When workload is uneven, leadership’s response must be swift, visible, and strategic. First, they must acknowledge the disparity. Transparency is more effective than silence. People already feel the imbalance—ignoring it only deepens the divide.

Second, leadership must identify specific roles or responsibilities within the busy team that could be segmented and temporarily reassigned. This requires thoughtful mapping of skills and capacity across departments, and a willingness to break traditional silos.

Third, leaders must reinforce a shared mission. Workload imbalance must not be framed as failure or fault. It is a normal part of any business cycle. The key is how leadership orchestrates the temporary realignment. Success lies in clear communication, ongoing recognition of both teams, and a long-term vision that frames this period as a growth opportunity.

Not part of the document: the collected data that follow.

impl DuelSession {
    /// A fresh session in the connecting phase
    pub fn new(duel_id: DuelId, max_retries: u32) -> Self {
        Self {
            duel_id,
            local_user_id: None,
            stage: Stage::Connecting,
            total_questions: 0,
            user_score: 0,
            opponent_score: 0,
            scored_rounds: BTreeSet::new(),
            connection: ConnectionState::new(max_retries),
            room: RoomState::default(),
        }
    }

    pub fn duel_id(&self) -> DuelId {
        self.duel_id
    }

    pub fn local_user_id(&self) -> Option<UserId> {
        self.local_user_id
    }

    pub fn stage(&self) -> &Stage {
        &self.stage
    }

    pub fn phase(&self) -> Phase {
        self.stage.phase()
    }

    pub fn active_question(&self) -> Option<&ActiveQuestion> {
        match &self.stage {
            Stage::Question(active) => Some(active),
            _ => None,
        }
    }

    pub fn current_question(&self) -> Option<&Question> {
        self.active_question().map(|active| &active.question)
    }

    pub fn question_index(&self) -> Option<u32> {
        match &self.stage {
            Stage::Question(active) => Some(active.question_index),
            Stage::Results { question_index, .. } => Some(*question_index),
            _ => None,
        }
    }

    pub fn total_questions(&self) -> u32 {
        self.total_questions
    }

    /// Seconds left on the open question; zero outside the question phase
    pub fn time_left(&self) -> u32 {
        self.active_question().map_or(0, |active| active.time_left)
    }

    pub fn has_answered(&self) -> bool {
        self.active_question().is_some_and(|active| active.has_answered)
    }

    pub fn opponent_answered(&self) -> bool {
        self.active_question()
            .is_some_and(|active| active.opponent_answered)
    }

    pub fn user_score(&self) -> u32 {
        self.user_score
    }

    pub fn opponent_score(&self) -> u32 {
        self.opponent_score
    }

    pub fn round_result(&self) -> Option<&RoundResult> {
        match &self.stage {
            Stage::Results { round, .. } => round.as_ref(),
            _ => None,
        }
    }

    pub fn final_results(&self) -> Option<&FinalResults> {
        match &self.stage {
            Stage::Final(results) => Some(results),
            _ => None,
        }
    }

    pub fn error_message(&self) -> Option<&str> {
        match &self.stage {
            Stage::Error { message } => Some(message.as_str()),
            _ => None,
        }
    }

    pub fn connection(&self) -> &ConnectionState {
        &self.connection
    }

    pub fn room(&self) -> &RoomState {
        &self.room
    }

    pub(crate) fn set_local_user_id(&mut self, user_id: Option<UserId>) {
        self.local_user_id = user_id;
    }

    pub(crate) fn set_connection(&mut self, connection: &ConnectionState) {
        if self.connection != *connection {
            self.connection = connection.clone();
        }
    }

    /// Move to the error phase for a local reason (e.g. retries exhausted)
    pub(crate) fn fail(&mut self, message: impl Into<String>) {
        self.stage = Stage::Error {
            message: message.into(),
        };
    }

    /// Check that an answer may be sent, returning the question id to send
    pub fn answer_target(&self) -> Result<Option<i64>, AnswerSubmission> {
        match &self.stage {
            Stage::Question(active) if active.has_answered => Err(AnswerSubmission::AlreadyAnswered),
            Stage::Question(active) => Ok(active.question.id),
            _ => Err(AnswerSubmission::NoQuestion),
        }
    }

    /// Record that the local answer went out
    ///
    /// Correctness is never judged locally; the next `round_result` decides.
    pub(crate) fn mark_answered(&mut self) {
        if let Stage::Question(active) = &mut self.stage {
            active.has_answered = true;
        }
    }

    /// Apply one inbound server event
    pub fn apply(&mut self, message: &ServerMessage) -> Applied {
        if let Some(event_duel) = message.duel_id() {
            if event_duel != self.duel_id {
                info!(
                    "Dropping {} for duel {} (active duel {})",
                    message.kind(),
                    event_duel,
                    self.duel_id
                );
                return Applied::ForeignDuel(event_duel);
            }
        }

        let applied = match message {
            ServerMessage::RoomJoined(p) => {
                self.room = RoomState {
                    is_in_room: true,
                    room_error: None,
                    session: p.session.clone(),
                };
                if self.stage == Stage::Connecting {
                    self.stage = Stage::Lobby;
                }
                Applied::Updated
            }
            ServerMessage::RoomError(p) => {
                let message = p
                    .message
                    .clone()
                    .unwrap_or_else(|| "Failed to join duel room".to_string());
                self.room.is_in_room = false;
                self.room.room_error = Some(message.clone());
                self.stage = Stage::Error { message };
                Applied::Updated
            }
            ServerMessage::DuelStarting(p) => match self.stage {
                Stage::Connecting | Stage::Lobby | Stage::Countdown { .. } => {
                    self.stage = Stage::Countdown {
                        seconds: p.countdown,
                    };
                    Applied::Updated
                }
                _ => Applied::Skipped,
            },
            ServerMessage::QuestionPresented(p) => self.present_question(p),
            ServerMessage::TimerUpdate(p) => match &mut self.stage {
                Stage::Question(active) if active.question_index == p.question_index => {
                    active.time_left = whole_seconds(p.time_remaining);
                    Applied::Updated
                }
                _ => Applied::Skipped,
            },
            ServerMessage::OpponentAnswered(_) => match &mut self.stage {
                Stage::Question(active) => {
                    active.opponent_answered = true;
                    Applied::Updated
                }
                _ => Applied::Skipped,
            },
            ServerMessage::RoundResult(p) => {
                if matches!(self.stage, Stage::Final(_)) {
                    return Applied::Skipped;
                }
                let current_index = self.question_index();
                let fallback_index = current_index.unwrap_or(0);
                let round_index = p.question_index.unwrap_or(fallback_index);
                if current_index.is_some_and(|current| round_index < current) {
                    info!(
                        "Dropping stale round result {} for duel {} (question {})",
                        round_index,
                        self.duel_id,
                        fallback_index
                    );
                    return Applied::Skipped;
                }
                if self.scored_rounds.contains(&round_index) && self.phase() == Phase::Results {
                    return Applied::Skipped;
                }
                match parse_round_result(p, fallback_index) {
                    Ok(round) => {
                        self.score(&round);
                        self.stage = Stage::Results {
                            question_index: round.question_index,
                            round: Some(round),
                        };
                    }
                    Err(e) => {
                        // Still advance so the UI cannot stall in the question phase
                        warn!("Malformed round result for duel {}: {}", self.duel_id, e);
                        self.stage = Stage::Results {
                            question_index: p.question_index.unwrap_or(fallback_index),
                            round: None,
                        };
                    }
                }
                Applied::Updated
            }
            ServerMessage::DuelCompleted(p) => {
                self.stage = Stage::Final(FinalResults::from(p));
                Applied::Updated
            }
            ServerMessage::DuelError(p) => {
                self.fail(p.message.clone().unwrap_or_else(|| "Duel error".to_string()));
                Applied::Updated
            }
            ServerMessage::ConnectionLost(p) => {
                self.fail(with_reason("Connection lost", p.reason.as_deref()));
                Applied::Updated
            }
            ServerMessage::DuelCancelled(p) => {
                self.fail(with_reason("Duel cancelled", p.reason.as_deref()));
                Applied::Updated
            }
            ServerMessage::QuickMatchSearching(_)
            | ServerMessage::QuickMatchFound(_)
            | ServerMessage::QuickMatchTimeout(_)
            | ServerMessage::QuickMatchError(_)
            | ServerMessage::QuickMatchCancelled(_) => Applied::Skipped,
        };

        if applied == Applied::Skipped {
            debug!(
                "Ignoring {} in {:?} phase of duel {}",
                message.kind(),
                self.phase(),
                self.duel_id
            );
        }
        applied
    }

    fn present_question(&mut self, p: &QuestionPresented) -> Applied {
        if matches!(self.stage, Stage::Final(_)) {
            return Applied::Skipped;
        }

        self.total_questions = p.total_questions;
        self.stage = Stage::Question(ActiveQuestion {
            question: p.question.clone(),
            question_index: p.question_index,
            time_left: p.time_limit.div_ceil(1000) as u32,
            has_answered: false,
            opponent_answered: false,
            server_end_time: p.server_end_time,
        });
        Applied::Updated
    }

    fn score(&mut self, round: &RoundResult) {
        if self.scored_rounds.contains(&round.question_index) {
            debug!(
                "Round {} of duel {} already scored",
                round.question_index, self.duel_id
            );
            return;
        }
        let Some(local_user) = self.local_user_id else {
            warn!(
                "Local user id unknown, cannot attribute round {} of duel {}",
                round.question_index, self.duel_id
            );
            return;
        };

        let delta = score_round(round, local_user);
        self.user_score += delta.user;
        self.opponent_score += delta.opponent;
        self.scored_rounds.insert(round.question_index);
    }
}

Leaders must also avoid glorifying the busyness of one group or diminishing the contributions of another. Productivity is not only measured in hours logged or calls completed. It is also found in learning, supporting, and preparing for what’s next.

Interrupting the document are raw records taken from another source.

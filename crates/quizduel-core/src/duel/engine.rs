//! Duel engine task
//!
//! One tokio task owns the transport, the active [`DuelSession`], the quick
//! match state, the listener registry and every timer. Callers talk to it
//! through a [`DuelEngine`] handle and observe state through `watch`
//! channels. State changes are published at most once per flush tick, so a
//! burst of events produces a single update.

use std::future::{pending, Future};
use std::pin::Pin;
use std::sync::Arc;
use std::time::Duration;

use tokio::sync::{mpsc, oneshot, watch};
use tokio::time::{interval_at, sleep_until, Instant, Interval, MissedTickBehavior};
use tracing::{debug, info, warn};

use super::registry::{ListenerRegistry, RegistrationToken, Scope};
use super::session::{Applied, AnswerSubmission, DuelSession, Phase};
use super::EngineConfig;
use crate::credentials::CredentialCache;
use crate::error::{DuelError, DuelResult};
use crate::net::{
    ClientMessage, ConnectionState, Connector, DuelId, EventKind, RetryDecision, ServerMessage,
    Transport, UserId,
};
use crate::quick_match::{QuickMatchState, QuickMatchStatus, QuickMatchUpdate};

/// Queue ticker period
const QUEUE_TICK: Duration = Duration::from_secs(1);

/// Resource counts, for leak checks
#[derive(Debug, Clone, Copy, Default, PartialEq, Eq)]
pub struct Diagnostics {
    /// Registered event listeners
    pub listeners: usize,
    /// Scheduled timers (attempt timeout, backoff, queue ticker, flush)
    pub timers: usize,
}

/// Commands sent to the engine task
enum Command {
    OpenDuel {
        duel_id: DuelId,
        reply: oneshot::Sender<DuelResult<()>>,
    },
    Connect {
        reply: oneshot::Sender<DuelResult<()>>,
    },
    SubmitAnswer {
        selected_answer: String,
        time_taken: Duration,
        reply: oneshot::Sender<DuelResult<AnswerSubmission>>,
    },
    SignalReady {
        reply: oneshot::Sender<DuelResult<()>>,
    },
    CloseDuel {
        reply: oneshot::Sender<()>,
    },
    JoinQuickMatch {
        course_id: i64,
        reply: oneshot::Sender<DuelResult<()>>,
    },
    LeaveQuickMatch {
        reply: oneshot::Sender<()>,
    },
    ResetQuickMatch {
        reply: oneshot::Sender<()>,
    },
    Diagnostics {
        reply: oneshot::Sender<Diagnostics>,
    },
    Shutdown {
        reply: oneshot::Sender<()>,
    },
}

/// Handle to a running duel engine
///
/// Cloning shares the engine. When the last handle is dropped the engine
/// tears everything down and stops.
#[derive(Clone)]
pub struct DuelEngine {
    command_tx: mpsc::Sender<Command>,
    duel_rx: watch::Receiver<Option<DuelSession>>,
    quick_match_rx: watch::Receiver<QuickMatchState>,
}

impl DuelEngine {
    /// Spawn the engine task on the current runtime
    pub fn spawn(
        config: EngineConfig,
        connector: Arc<dyn Connector>,
        credentials: Arc<CredentialCache>,
    ) -> Self {
        let (command_tx, command_rx) = mpsc::channel(32);
        let (duel_tx, duel_rx) = watch::channel(None);
        let (quick_match_tx, quick_match_rx) = watch::channel(QuickMatchState::default());

        let task = EngineTask::new(config, connector, credentials, duel_tx, quick_match_tx);
        tokio::spawn(task.run(command_rx));

        Self {
            command_tx,
            duel_rx,
            quick_match_rx,
        }
    }

    /// Open `duel_id` and connect to it
    ///
    /// Opening a different duel tears the current one down first. Opening
    /// the current duel again joins the in-flight attempt, if any. Resolves
    /// when the attempt completes; a failed attempt may still be retried in
    /// the background.
    pub async fn open_duel(&self, duel_id: DuelId) -> DuelResult<()> {
        self.request(|reply| Command::OpenDuel { duel_id, reply })
            .await?
    }

    /// Connect the transport without changing the open duel
    ///
    /// Re-arms a session that ended in error.
    pub async fn connect(&self) -> DuelResult<()> {
        self.request(|reply| Command::Connect { reply }).await?
    }

    /// Answer the open question
    ///
    /// Returns [`AnswerSubmission::NoQuestion`] or
    /// [`AnswerSubmission::AlreadyAnswered`] without touching the network when
    /// the answer cannot be accepted.
    pub async fn submit_answer(
        &self,
        selected_answer: impl Into<String>,
        time_taken: Duration,
    ) -> DuelResult<AnswerSubmission> {
        let selected_answer = selected_answer.into();
        self.request(|reply| Command::SubmitAnswer {
            selected_answer,
            time_taken,
            reply,
        })
        .await?
    }

    /// Tell the server this participant is ready
    pub async fn signal_ready(&self) -> DuelResult<()> {
        self.request(|reply| Command::SignalReady { reply }).await?
    }

    /// Leave the duel and release every resource
    pub async fn close_duel(&self) -> DuelResult<()> {
        self.request(|reply| Command::CloseDuel { reply }).await
    }

    /// Enter the quick match queue; needs an open transport
    pub async fn join_quick_match(&self, course_id: i64) -> DuelResult<()> {
        self.request(|reply| Command::JoinQuickMatch { course_id, reply })
            .await?
    }

    /// Leave the queue; local state resets even if the server is unreachable
    pub async fn leave_quick_match(&self) -> DuelResult<()> {
        self.request(|reply| Command::LeaveQuickMatch { reply })
            .await
    }

    /// Force the quick match state back to idle without notifying the server
    pub async fn reset_quick_match(&self) -> DuelResult<()> {
        self.request(|reply| Command::ResetQuickMatch { reply })
            .await
    }

    pub async fn diagnostics(&self) -> DuelResult<Diagnostics> {
        self.request(|reply| Command::Diagnostics { reply }).await
    }

    /// Latest published duel snapshot
    pub fn snapshot(&self) -> Option<DuelSession> {
        self.duel_rx.borrow().clone()
    }

    /// Watch duel snapshots
    pub fn subscribe(&self) -> watch::Receiver<Option<DuelSession>> {
        self.duel_rx.clone()
    }

    /// Latest published quick match snapshot
    pub fn quick_match(&self) -> QuickMatchState {
        self.quick_match_rx.borrow().clone()
    }

    /// Watch quick match snapshots
    pub fn subscribe_quick_match(&self) -> watch::Receiver<QuickMatchState> {
        self.quick_match_rx.clone()
    }

    /// Tear down and stop the engine
    pub async fn shutdown(self) -> DuelResult<()> {
        self.request(|reply| Command::Shutdown { reply }).await
    }

    async fn request<T>(
        &self,
        command: impl FnOnce(oneshot::Sender<T>) -> Command,
    ) -> DuelResult<T> {
        let (reply, response) = oneshot::channel();
        self.command_tx
            .send(command(reply))
            .await
            .map_err(|_| DuelError::EngineStopped)?;
        response.await.map_err(|_| DuelError::EngineStopped)
    }
}

/// Outcome of a successful connection attempt
struct Connected {
    transport: Box<dyn Transport>,
    user_id: Option<UserId>,
}

type ConnectAttempt = Pin<Box<dyn Future<Output = DuelResult<Connected>> + Send>>;

/// State owned by the engine task
struct EngineTask {
    config: EngineConfig,
    connector: Arc<dyn Connector>,
    credentials: Arc<CredentialCache>,
    duel_tx: watch::Sender<Option<DuelSession>>,
    quick_match_tx: watch::Sender<QuickMatchState>,

    session: Option<DuelSession>,
    quick_match: QuickMatchState,
    connection: ConnectionState,
    local_user_id: Option<UserId>,
    registry: ListenerRegistry,
    duel_listeners: Option<RegistrationToken>,
    quick_match_listeners: Option<RegistrationToken>,
    transport: Option<Box<dyn Transport>>,

    /// The single in-flight connection attempt and everyone awaiting it
    attempt: Option<ConnectAttempt>,
    waiters: Vec<oneshot::Sender<DuelResult<()>>>,
    retry_at: Option<Instant>,
    queue_ticker: Option<Interval>,
    flush_at: Option<Instant>,
    duel_dirty: bool,
    quick_match_dirty: bool,
}
//! Quick match command handler

use anyhow::{bail, Context, Result};
use tracing::debug;

use quizduel_core::{Config, DuelEngine, DuelId, QuickMatchStatus};

use crate::output::Output;

/// Seconds between progress lines while searching
const PROGRESS_EVERY: u64 = 5;

/// Queue for a course and play the matched duel
pub async fn run(config: &Config, course_id: i64, ready: bool, output: &Output) -> Result<()> {
    let engine = super::spawn_engine(config);

    let result = match find_match(&engine, course_id, output).await {
        Ok(Some(duel_id)) => super::duel::play(&engine, duel_id, ready, output).await,
        Ok(None) => Ok(()),
        Err(e) => Err(e),
    };

    if let Err(e) = engine.shutdown().await {
        debug!("Engine shutdown: {}", e);
    }
    result
}

/// Wait in the queue; `None` means the user or server gave up on the search
async fn find_match(engine: &DuelEngine, course_id: i64, output: &Output) -> Result<Option<DuelId>> {
    engine
        .connect()
        .await
        .context("Failed to connect to the duel server")?;
    engine
        .join_quick_match(course_id)
        .await
        .context("Failed to join the quick match queue")?;

    let mut updates = engine.subscribe_quick_match();
    let mut shown = None;

    loop {
        let state = updates.borrow_and_update().clone();

        let key = (state.status, state.time_in_queue / PROGRESS_EVERY);
        let visible = !output.is_quiet() || state.status.is_settled();
        if state.status != QuickMatchStatus::Idle && shown != Some(key) && visible {
            shown = Some(key);
            output.print_queue(&state);
        }

        match state.status {
            QuickMatchStatus::Found | QuickMatchStatus::Timeout => {
                let duel = state
                    .matched_duel
                    .context("Server reported a match without a duel")?;
                return Ok(Some(duel.id));
            }
            QuickMatchStatus::Error => bail!(
                "Quick match failed: {}",
                state.message.as_deref().unwrap_or("unknown error")
            ),
            QuickMatchStatus::Cancelled => return Ok(None),
            QuickMatchStatus::Idle | QuickMatchStatus::Searching => {}
        }

        tokio::select! {
            changed = updates.changed() => {
                if changed.is_err() {
                    bail!("Duel engine stopped");
                }
            }
            _ = tokio::signal::ctrl_c() => {
                engine.leave_quick_match().await?;
                output.message("Left the queue");
                return Ok(None);
            }
        }
    }
}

The Metiss Group works with leadership teams to develop strategies that manage these internal dynamics effectively. From hiring and employee performance management to leadership training programs, the goal is always the same: create strong leadership teams that adapt, align, and elevate the entire organization—especially during times of internal imbalance.

Takeaways

Uneven workloads are not an organizational failure. They are a reality of business operations. When one team is under extreme pressure and another is experiencing a lull, the question is not whether the situation is fair. The question is whether the organization will rise to the moment with strategic leadership, emotional intelligence, and a unified culture.

Leaders who reassign, retrain, and realign teams with transparency and empathy prevent resentment and disengagement. Employees who approach the situation with humility and flexibility grow in capability and influence. And organizations that embrace these temporary misalignments as opportunities rather than threats emerge stronger, smarter, and more cohesive.